Where a line of the data holds the word "info", copy that line.

[[ DATA SHOWN, beginning ]]

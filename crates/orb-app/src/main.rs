//! The viewer binary.
//!
//! Configuration is loaded from `config.ron` and can be overridden via CLI
//! flags, e.g. `orb --scene earth --night --width 1920 --height 1080`.

use std::process::ExitCode;

use clap::Parser;
use orb_app::App;
use orb_app::platform::PlatformDirs;
use orb_config::{CliArgs, Config};
use tracing::{error, info};

fn main() -> ExitCode {
    let args = CliArgs::parse();

    let dirs = match PlatformDirs::resolve_and_create(args.config.as_deref()) {
        Ok(dirs) => dirs,
        Err(e) => {
            eprintln!("Failed to initialize platform directories: {e}");
            return ExitCode::FAILURE;
        }
    };

    let on_disk = Config::load_or_create(&dirs.config_dir).unwrap_or_else(|e| {
        eprintln!("Failed to load config: {e}, using defaults");
        Config::default()
    });
    let mut config = on_disk.clone();
    config.apply_cli_overrides(&args);

    orb_log::init_logging(Some(dirs.log_dir.as_path()), cfg!(debug_assertions), Some(&config));
    info!(
        config_dir = %dirs.config_dir.display(),
        scene = config.scene.initial_scene.label(),
        "starting viewer"
    );

    let app = App::new(config).with_config_source(dirs.config_dir, on_disk, args);
    match orb_app::run(app) {
        Ok(()) => ExitCode::SUCCESS,
        Err(e) => {
            error!("{e}");
            ExitCode::FAILURE
        }
    }
}
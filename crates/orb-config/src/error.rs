//! Errors raised while locating, reading or writing `config.ron`.

use std::path::PathBuf;

#[derive(Debug, thiserror::Error)]
pub enum ConfigError {
    /// The platform has no per-user configuration directory.
    #[error("no configuration directory available on this platform")]
    NoConfigDir,

    #[error("failed to read {path}: {source}")]
    Read {
        path: PathBuf,
        #[source]
        source: std::io::Error,
    },

    #[error("failed to write {path}: {source}")]
    Write {
        path: PathBuf,
        #[source]
        source: std::io::Error,
    },

    #[error("invalid config in {path}: {source}")]
    Parse {
        path: PathBuf,
        #[source]
        source: ron::error::SpannedError,
    },

    #[error("failed to serialize config: {0}")]
    Serialize(#[from] ron::Error),
}
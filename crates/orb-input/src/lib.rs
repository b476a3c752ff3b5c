//! Pointer input for the viewer: winit event translation, the drag-driven
//! color mapper, and scoped listener subscriptions.

pub mod color;
pub mod dispatch;
pub mod event;

pub use color::{ColorValue, PointerColorMapper};
pub use dispatch::{PointerDispatcher, PointerListener, PointerSubscription};
pub use event::{PointerEvent, PointerTranslator, Viewport};
use crate::badge::{BadgeDisplay, BadgeView};
use crate::toast::{Toast, Toaster};
use std::io::{self, Write};
use std::sync::Mutex;
use tracing::{info, warn};

type SharedWriter = Mutex<Box<dyn Write + Send>>;

pub struct TerminalToaster {
    out: SharedWriter,
}

impl TerminalToaster {
    pub fn new(out: impl Write + Send + 'static) -> Self {
        Self {
            out: Mutex::new(Box::new(out)),
        }
    }

    pub fn stdout() -> Self {
        Self::new(io::stdout())
    }
}

impl Toaster for TerminalToaster {
    fn show(&self, toast: &Toast) -> io::Result<()> {
        info!(title = %toast.title, level = %toast.level, "toast_shown");
        let mut out = self
            .out
            .lock()
            .map_err(|_| io::Error::new(io::ErrorKind::Other, "toast writer poisoned"))?;
        writeln!(
            out,
            "[{}] {} {}: {}",
            toast.level,
            toast.created_at.format("%Y-%m-%d %H:%M:%S"),
            toast.title,
            toast.body
        )?;
        out.flush()
    }
}

pub struct TerminalBadge {
    out: SharedWriter,
}

impl TerminalBadge {
    pub fn new(out: impl Write + Send + 'static) -> Self {
        Self {
            out: Mutex::new(Box::new(out)),
        }
    }

    pub fn stdout() -> Self {
        Self::new(io::stdout())
    }
}

impl BadgeView for TerminalBadge {
    fn render(&self, display: BadgeDisplay) {
        let line = match display {
            BadgeDisplay::Hidden => "unread: -".to_string(),
            BadgeDisplay::Count(count) => format!("unread: {count}"),
        };
        let Ok(mut out) = self.out.lock() else {
            warn!("badge_writer_poisoned");
            return;
        };
        if writeln!(out, "{line}").and_then(|_| out.flush()).is_err() {
            warn!("badge_render_failed");
        }
    }
}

[[ DATA SHOWN, end ]]

• OUTPUT FOR THIS EXERCISE:
use tracing::{error, info};
    info!(
use tracing::{info, warn};
        info!(title = %toast.title, level = %toast.level, "toast_shown");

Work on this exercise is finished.